The South African motor industry denied on Thursday it had colluded to fix prices after The Competition Commission said it had found evidence of possible widespread violations and launched a probe.

Reuters said the commission slapped a R12 million ($US1.75 million) fine on the local unit of Toyota late on Wednesday for forcing dealers to sell at minimum prices and launched a wider investigation into suspicions that others were also guilty.

But The National Association of Automobile Manufacturers of South Africa (Naamsa) reportedly shot back, saying carmakers and importers have never held talks to set prices.

“At industry level, we do not and have not ever engaged in discussions on trading practices or pricing issues, those are the responsibility of individual companies,” Naamsa Director Nico Varmeulen said, according to the report.

The industry group would make a formal response to the commission next week and cooperate fully with the probe, he reportedly added.

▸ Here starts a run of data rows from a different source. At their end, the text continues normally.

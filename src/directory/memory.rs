//! In-process document store

use std::collections::{BTreeMap, HashMap};

use async_trait::async_trait;
use serde_json::Value;
use tokio::sync::RwLock;

use super::store::{Collection, DocumentRef, DocumentStore};
use crate::utils::errors::{AuditError, Result};

/// Document store held in memory, used by tests and single-device setups
#[derive(Debug, Default)]
pub struct MemoryDocumentStore {
    collections: RwLock<HashMap<Collection, BTreeMap<String, Value>>>,
}

impl MemoryDocumentStore {
    pub fn new() -> Self {
        Self::default()
    }

    /// Number of documents in a collection
    pub async fn len(&self, collection: Collection) -> usize {
        self.collections
            .read()
            .await
            .get(&collection)
            .map_or(0, BTreeMap::len)
    }
}

#[async_trait]
impl DocumentStore for MemoryDocumentStore {
    async fn put(&self, collection: Collection, id: &str, document: Value) -> Result<()> {
        self.collections
            .write()
            .await
            .entry(collection)
            .or_default()
            .insert(id.to_string(), document);
        Ok(())
    }

    async fn get(&self, collection: Collection, id: &str) -> Result<Option<Value>> {
        Ok(self
            .collections
            .read()
            .await
            .get(&collection)
            .and_then(|documents| documents.get(id))
            .cloned())
    }

    async fn query_eq(
        &self,
        collection: Collection,
        field: &str,
        value: &Value,
    ) -> Result<Vec<Value>> {
        Ok(self
            .collections
            .read()
            .await
            .get(&collection)
            .map(|documents| {
                documents
                    .values()
                    .filter(|document| document.get(field) == Some(value))
                    .cloned()
                    .collect()
            })
            .unwrap_or_default())
    }

    async fn delete(&self, collection: Collection, id: &str) -> Result<()> {
        if let Some(documents) = self.collections.write().await.get_mut(&collection) {
            documents.remove(id);
        }
        Ok(())
    }

    async fn delete_batch(&self, documents: &[DocumentRef]) -> Result<()> {
        // One write guard for the whole batch.
        let mut collections = self.collections.write().await;
        for document in documents {
            if let Some(stored) = collections.get_mut(&document.collection) {
                stored.remove(&document.id);
            }
        }
        Ok(())
    }

    async fn increment_clamped(
        &self,
        collection: Collection,
        id: &str,
        field: &str,
        delta: i64,
        min: i64,
    ) -> Result<i64> {
        let mut collections = self.collections.write().await;
        let document = collections
            .get_mut(&collection)
            .and_then(|documents| documents.get_mut(id))
            .ok_or_else(|| AuditError::DocumentNotFound {
                collection: collection.to_string(),
                id: id.to_string(),
            })?;

        let current = document.get(field).and_then(Value::as_i64).unwrap_or(0);
        let updated = current.saturating_add(delta).max(min);

        match document.as_object_mut() {
            Some(object) => {
                object.insert(field.to_string(), Value::from(updated));
                Ok(updated)
            }
            None => Err(AuditError::Validation(format!(
                "{}/{} is not an object",
                collection, id
            ))),
        }
    }
}

#[cfg(test)]
mod tests {
    use super::*;
    use serde_json::json;

    #[tokio::test]
    async fn test_query_eq_matches_field() {
        let store = MemoryDocumentStore::new();
        for (id, code) in [("a", "111111"), ("b", "222222")] {
            store
                .put(Collection::Groups, id, json!({"id": id, "inviteCode": code}))
                .await
                .unwrap();
        }

        let found = store
            .query_eq(Collection::Groups, "inviteCode", &json!("222222"))
            .await
            .unwrap();
        assert_eq!(found, vec![json!({"id": "b", "inviteCode": "222222"})]);
    }

    #[tokio::test]
    async fn test_increment_clamps_at_min() {
        let store = MemoryDocumentStore::new();
        store.put(Collection::Groups, "g", json!({"memberCount": 1})).await.unwrap();

        for (delta, expected) in [(-1, 0), (-1, 0), (2, 2)] {
            let count = store
                .increment_clamped(Collection::Groups, "g", "memberCount", delta, 0)
                .await
                .unwrap();
            assert_eq!(count, expected);
        }
    }

    #[tokio::test]
    async fn test_increment_missing_document_fails() {
        let store = MemoryDocumentStore::new();
        let result = store.increment_clamped(Collection::Groups, "nope", "memberCount", 1, 0).await;
        assert!(matches!(result, Err(AuditError::DocumentNotFound { .. })));
    }
}
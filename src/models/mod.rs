//! Data models module
//!
//! This module contains all data structures used throughout the application

pub mod chat;
pub mod group;
pub mod problem;
pub mod solution;
pub mod stats;
pub mod user;

// Re-export commonly used models
pub use chat::{ChatMessage, MessageType};
pub use group::{Group, GroupMember, MemberRole, WeeklyAuditor, WEEK_DAYS};
pub use problem::{NewProblem, Problem, ProblemPriority, ProblemStatus};
pub use solution::{NewSolution, Solution, MIN_SOLUTION_DESCRIPTION_CHARS};
pub use stats::DailyStats;
pub use user::{AppUser, CreateUserRequest, User, UserRole};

Reuters said the commission said it had found evidence to suggest that it was a standard practice among the industry to impose a minimum resale price on dealers, limiting their ability to offer discounts.

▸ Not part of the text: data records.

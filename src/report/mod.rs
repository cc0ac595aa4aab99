//! PDF audit reports
//!
//! A report covers one day, the trailing week or a calendar month and is
//! written to the configured output directory.

pub mod generator;
pub mod layout;
pub mod pdf;
pub mod window;

pub use generator::{report_file_name, ReportGenerator, ReportRequest, REPORT_FILE_PREFIX};
pub use layout::{build_layout, Block, ImageSlot, LayoutOptions, ReportLayout};
pub use pdf::render_pdf;
pub use window::ReportWindow;
//! Directory test helpers
//!
//! Token minting for the JWT provider and a document store wrapper whose
//! writes can be made to fail.

use std::sync::{Arc, Mutex};

use async_trait::async_trait;
use chrono::Utc;
use jsonwebtoken::{encode, EncodingKey, Header};
use s5_audit::config::{AuthConfig, DirectoryConfig};
use s5_audit::directory::{
    AuthProvider, Collection, DirectoryService, DocumentRef, DocumentStore, IdTokenClaims,
    JwtAuthProvider, MemoryDocumentStore,
};
use s5_audit::models::AppUser;
use s5_audit::{AuditError, Result};
use serde_json::Value;

pub const TEST_SECRET: &str = "integration-test-secret";

pub fn test_auth_config() -> AuthConfig {
    AuthConfig {
        token_secret: TEST_SECRET.to_string(),
        issuer: None,
    }
}

pub fn mint_token(uid: &str, email: &str, name: Option<&str>) -> String {
    let claims = IdTokenClaims {
        sub: uid.to_string(),
        email: email.to_string(),
        name: name.map(str::to_string),
        picture: None,
        exp: (Utc::now().timestamp() + 3600) as usize,
        iss: None,
    };
    encode(
        &Header::default(),
        &claims,
        &EncodingKey::from_secret(TEST_SECRET.as_bytes()),
    )
    .expect("Failed to mint token")
}

pub fn directory_service(store: Arc<dyn DocumentStore>) -> DirectoryService {
    let auth: Arc<dyn AuthProvider> =
        Arc::new(JwtAuthProvider::new(&test_auth_config()).expect("Failed to build auth provider"));
    DirectoryService::new(auth, store, DirectoryConfig::default())
}

/// A directory service with its own session, signed in as `uid`
pub async fn signed_in(
    store: Arc<dyn DocumentStore>,
    uid: &str,
    name: &str,
) -> (DirectoryService, AppUser) {
    let service = directory_service(store);
    let token = mint_token(uid, &format!("{}@plant.example", uid), Some(name));
    let user = service
        .sign_in_with_federated_account(&token)
        .await
        .expect("Sign-in failed");
    (service, user)
}

#[derive(Debug)]
struct FailRule {
    collection: Collection,
    /// Writes still allowed before failing
    remaining: usize,
}

/// Delegates to a [`MemoryDocumentStore`] but fails `put`s as configured
#[derive(Debug, Default)]
pub struct FailingStore {
    pub inner: MemoryDocumentStore,
    rules: Mutex<Vec<FailRule>>,
}

impl FailingStore {
    pub fn new() -> Self {
        Self::default()
    }

    /// Fail every put into `collection` after `allowed` more successful ones
    pub fn fail_puts_after(&self, collection: Collection, allowed: usize) {
        self.rules.lock().unwrap().push(FailRule {
            collection,
            remaining: allowed,
        });
    }

    pub fn heal(&self) {
        self.rules.lock().unwrap().clear();
    }

    fn check(&self, collection: Collection) -> Result<()> {
        let mut rules = self.rules.lock().unwrap();
        match rules.iter_mut().find(|rule| rule.collection == collection) {
            Some(rule) if rule.remaining == 0 => Err(AuditError::ServiceUnavailable(format!(
                "injected write failure on {}",
                collection
            ))),
            Some(rule) => {
                rule.remaining -= 1;
                Ok(())
            }
            None => Ok(()),
        }
    }
}

#[async_trait]
impl DocumentStore for FailingStore {
    async fn put(&self, collection: Collection, id: &str, document: Value) -> Result<()> {
        self.check(collection)?;
        self.inner.put(collection, id, document).await
    }

    async fn get(&self, collection: Collection, id: &str) -> Result<Option<Value>> {
        self.inner.get(collection, id).await
    }

    async fn query_eq(
        &self,
        collection: Collection,
        field: &str,
        value: &Value,
    ) -> Result<Vec<Value>> {
        self.inner.query_eq(collection, field, value).await
    }

    async fn delete(&self, collection: Collection, id: &str) -> Result<()> {
        self.inner.delete(collection, id).await
    }

    async fn delete_batch(&self, documents: &[DocumentRef]) -> Result<()> {
        self.inner.delete_batch(documents).await
    }

    async fn increment_clamped(
        &self,
        collection: Collection,
        id: &str,
        field: &str,
        delta: i64,
        min: i64,
    ) -> Result<i64> {
        self.inner.increment_clamped(collection, id, field, delta, min).await
    }
}
//! Report generation against a populated local store

mod helpers;

use chrono::{Duration, Local, NaiveDate};
use helpers::*;
use s5_audit::config::ReportConfig;
use s5_audit::models::*;
use s5_audit::report::layout::{ProblemBlock, MARGIN_MM, PAGE_HEIGHT_MM};
use s5_audit::report::{
    Block, ImageSlot, ReportGenerator, ReportLayout, ReportRequest, ReportWindow,
    REPORT_FILE_PREFIX,
};
use tempfile::TempDir;

struct ReportFixture {
    db: TestDatabase,
    generator: ReportGenerator,
    dir: TempDir,
}

impl ReportFixture {
    async fn new() -> Self {
        let db = TestDatabase::new().await.expect("Failed to create test database");
        let dir = tempfile::tempdir().unwrap();
        let config = ReportConfig {
            output_dir: dir.path().join("reports"),
            ..ReportConfig::default()
        };
        let generator = ReportGenerator::new(db.service.clone(), config);
        Self { db, generator, dir }
    }

    async fn insert(&self, problem: &Problem) {
        assert!(self.db.service.insert_problem(problem).await);
    }
}

fn on_date(mut problem: Problem, date: NaiveDate) -> Problem {
    problem.audit_date = date.format("%Y-%m-%d").to_string();
    problem
}

fn problem_blocks(layout: &ReportLayout) -> Vec<ProblemBlock> {
    layout
        .blocks()
        .filter_map(|block| match block {
            Block::Problem(problem) => Some(problem.clone()),
            _ => None,
        })
        .collect()
}

#[tokio::test]
async fn test_generate_writes_pdf_and_returns_path() {
    let fx = ReportFixture::new().await;
    let today = Local::now().date_naive();

    let mut problem = on_date(create_test_problem(GROUP_ID, ProblemStatus::Open, 0), today);
    let problem_photo = write_test_photo(fx.dir.path(), "problem.png");
    problem.image_path = problem_photo.to_string_lossy().into_owned();
    fx.insert(&problem).await;

    let mut solution = create_test_solution(&problem, "Fix the hydraulic hose clamp", 0);
    let solution_photo = write_test_photo(fx.dir.path(), "solution.png");
    solution.image_path = Some(solution_photo.to_string_lossy().into_owned());
    assert!(fx.db.service.insert_solution(&solution).await);

    let request = ReportRequest::for_group(ReportWindow::Day(today), GROUP_ID, "Assembly");
    let path = fx.generator.generate(&request).await.expect("Report generation failed");

    assert!(path.starts_with(fx.generator.output_dir()));
    let name = path.file_name().unwrap().to_string_lossy().into_owned();
    assert!(name.starts_with(&format!("{}_{}_", REPORT_FILE_PREFIX, today.format("%Y-%m-%d"))));
    assert!(name.ends_with(".pdf"));

    let bytes = std::fs::read(&path).unwrap();
    assert!(bytes.starts_with(b"%PDF"));
}

#[tokio::test]
async fn test_missing_photos_become_placeholders() {
    let fx = ReportFixture::new().await;
    let date = NaiveDate::from_ymd_opt(2024, 5, 1).unwrap();

    let mut problem = on_date(create_test_problem(GROUP_ID, ProblemStatus::Open, 0), date);
    problem.image_path = fx.dir.path().join("deleted.jpg").to_string_lossy().into_owned();
    fx.insert(&problem).await;

    let request = ReportRequest::for_group(ReportWindow::Day(date), GROUP_ID, "Assembly");
    let layout = fx.generator.prepare(&request).await.unwrap();
    let blocks = problem_blocks(&layout);
    assert_eq!(blocks.len(), 1);
    assert!(matches!(blocks[0].problem_photo, ImageSlot::Placeholder(_)));
    assert!(blocks[0].solution_photo.is_none());

    // Still renders
    let path = fx.generator.generate(&request).await.unwrap();
    assert!(path.exists());
}

#[tokio::test]
async fn test_undecodable_photo_still_renders() {
    let fx = ReportFixture::new().await;
    let date = NaiveDate::from_ymd_opt(2024, 5, 1).unwrap();

    let garbage = fx.dir.path().join("garbage.jpg");
    std::fs::write(&garbage, b"definitely not an image").unwrap();
    let mut problem = on_date(create_test_problem(GROUP_ID, ProblemStatus::Open, 0), date);
    problem.image_path = garbage.to_string_lossy().into_owned();
    fx.insert(&problem).await;

    let request = ReportRequest::for_group(ReportWindow::Day(date), GROUP_ID, "Assembly");
    let path = fx.generator.generate(&request).await.unwrap();
    assert!(std::fs::read(&path).unwrap().starts_with(b"%PDF"));
}

#[tokio::test]
async fn test_week_window_collects_seven_days_for_the_group() {
    let fx = ReportFixture::new().await;
    let end = NaiveDate::from_ymd_opt(2024, 5, 7).unwrap();

    for days_back in [0, 3, 6, 7] {
        let problem = on_date(
            create_test_problem(GROUP_ID, ProblemStatus::Resolved, 0),
            end - Duration::days(days_back),
        );
        fx.insert(&problem).await;
    }
    fx.insert(&on_date(create_test_problem(OTHER_GROUP_ID, ProblemStatus::Open, 0), end))
        .await;

    let scoped = fx
        .generator
        .prepare(&ReportRequest::for_group(ReportWindow::Week(end), GROUP_ID, "Assembly"))
        .await
        .unwrap();
    assert_eq!(scoped.stats.total_problems, 3);
    assert_eq!(scoped.stats.resolution_rate(), 100.0);

    let everyone = fx
        .generator
        .prepare(&ReportRequest::all_groups(ReportWindow::Week(end)))
        .await
        .unwrap();
    assert_eq!(everyone.stats.total_problems, 4);
    assert_eq!(everyone.stats.open_problems, 1);
}

#[tokio::test]
async fn test_month_window_and_solution_overflow() {
    let fx = ReportFixture::new().await;
    let date = NaiveDate::from_ymd_opt(2024, 2, 29).unwrap();
    let problem = on_date(create_test_problem(GROUP_ID, ProblemStatus::InProgress, 0), date);
    fx.insert(&problem).await;

    for (minutes_ago, text) in [
        (30, "Sweep the area at every shift change"),
        (20, "Mark walkways with yellow floor tape"),
        (10, "Install a shadow board for the hand tools"),
    ] {
        assert!(fx
            .db
            .service
            .insert_solution(&create_test_solution(&problem, text, minutes_ago))
            .await);
    }

    let layout = fx
        .generator
        .prepare(&ReportRequest::for_group(
            ReportWindow::Month { year: 2024, month: 2 },
            GROUP_ID,
            "Assembly",
        ))
        .await
        .unwrap();

    let blocks = problem_blocks(&layout);
    assert_eq!(blocks.len(), 1);
    assert_eq!(blocks[0].solutions.len(), 2);
    assert!(blocks[0].solutions[0].contains("shadow board"));
    assert_eq!(blocks[0].more_label().as_deref(), Some("+ 1 more"));
}

#[tokio::test]
async fn test_empty_window_produces_single_page_report() {
    let fx = ReportFixture::new().await;
    let day = NaiveDate::from_ymd_opt(2030, 1, 1).unwrap();
    let request = ReportRequest::all_groups(ReportWindow::Day(day));

    let layout = fx.generator.prepare(&request).await.unwrap();
    assert_eq!(layout.page_count(), 1);
    assert_eq!(layout.stats.total_problems, 0);

    let first = fx.generator.generate(&request).await.unwrap();
    // Distinct names even when generated back to back
    tokio::time::sleep(std::time::Duration::from_millis(2)).await;
    let second = fx.generator.generate(&request).await.unwrap();
    assert_ne!(first, second);
}

#[tokio::test]
async fn test_long_description_stays_within_the_page() {
    let fx = ReportFixture::new().await;
    let date = NaiveDate::from_ymd_opt(2024, 5, 1).unwrap();
    let mut problem = on_date(create_test_problem(GROUP_ID, ProblemStatus::Open, 0), date);
    problem.description = "word ".repeat(1200);
    fx.insert(&problem).await;

    let request = ReportRequest::for_group(ReportWindow::Day(date), GROUP_ID, "Assembly");
    let layout = fx.generator.prepare(&request).await.unwrap();
    for page in &layout.pages {
        for placed in &page.blocks {
            assert!(placed.top_mm + placed.block.height() <= PAGE_HEIGHT_MM - MARGIN_MM);
        }
    }
    let blocks = problem_blocks(&layout);
    assert!(blocks[0].lines.last().unwrap().ends_with("..."));

    let path = fx.generator.generate(&request).await.unwrap();
    assert!(std::fs::read(&path).unwrap().starts_with(b"%PDF"));
}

“Information in our possession also indicates possible collusion amongst dealers as well as price coordination by manufacturers and we are determined to uncover these practices and eradicate them if we prove their existence,” a statement reportedly said.

Reuters noted that Toyota South Africa acknowledged it had set minimum discounts for a new Corolla model in late 2002, but said it had discontinued the practice and had cooperated with the commission.

Toyota reportedly said it had limited discounts to protect its dealer network since dealer profits on the new models were lower.

The news agency said consumers have complained that South African car importers have not passed on the effects of a strong rand by lowering prices, but the industry argues that it has kept prices stable so that the prices of second-hand cars do not slide.

The rand surged by 28% last year, Reuters noted.

Earlier this week, Naasmsa reportedly said new car sales for the 12 months to April rose 13% year-on-year to 28,667 units.

Members of Naamsa include BMW South Africa, Daimler Chrysler SA, Ford Motor Company of Southern Africa, General Motors South Africa, Nissan South Africa and Volkswagen of South Africa, Reuters said.